PROBLEM: Read the records below and report each line in which "Serialize" occurs.
# # # # # # #
//! User settings for paycycle
//!
//! Holds the engine's tunables: the reconciliation matching window, the
//! date transactions become eligible for reconciliation, and display
//! preferences. Everything that used to be a process-wide constant in older
//! budgeting tools is an explicit value here, loaded once and passed into
//! the components that need it.

use chrono::NaiveDate;
use serde::{Deserialize, Serialize};

use super::paths::PaycyclePaths;
use crate::error::PaycycleError;
use crate::storage::file_io::{read_json, write_json_atomic};

/// User settings for paycycle
#[derive(Debug, Clone, Serialize, Deserialize)]
pub struct Settings {
    /// Schema version for migration support
    #[serde(default = "default_schema_version")]
    pub schema_version: u32,

    /// How many days before/after an external posting date a ledger
    /// transaction may fall and still be proposed as a match
    #[serde(default = "default_match_window_days")]
    pub match_window_days: i64,

    /// Transactions dated before this are never offered for reconciliation
    #[serde(default)]
    pub reconcile_begin_date: Option<NaiveDate>,

    /// Default currency symbol
    #[serde(default = "default_currency")]
    pub currency_symbol: String,

    /// Date format preference (strftime format)
    #[serde(default = "default_date_format")]
    pub date_format: String,
}

fn default_schema_version() -> u32 {
    1
}

fn default_match_window_days() -> i64 {
    3
}

fn default_currency() -> String {
    "$".to_string()
}

fn default_date_format() -> String {
    "%Y-%m-%d".to_string()
}

impl Default for Settings {
    fn default() -> Self {
        Self {
            schema_version: default_schema_version(),
            match_window_days: default_match_window_days(),
            reconcile_begin_date: None,
            currency_symbol: default_currency(),
            date_format: default_date_format(),
        }
    }
}

impl Settings {
    /// Load settings from disk, creating the file with defaults if missing
    pub fn load_or_create(paths: &PaycyclePaths) -> Result<Self, PaycycleError> {
        let path = paths.settings_file();
        if path.exists() {
            read_json(&path)
        } else {
            let settings = Self::default();
            settings.save(paths)?;
            Ok(settings)
        }
    }

    /// Save settings to disk
    pub fn save(&self, paths: &PaycyclePaths) -> Result<(), PaycycleError> {
        write_json_atomic(paths.settings_file(), self)
    }
}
# # # # # # #
TASK SOLUTION:
use serde::{Deserialize, Serialize};
#[derive(Debug, Clone, Serialize, Deserialize)]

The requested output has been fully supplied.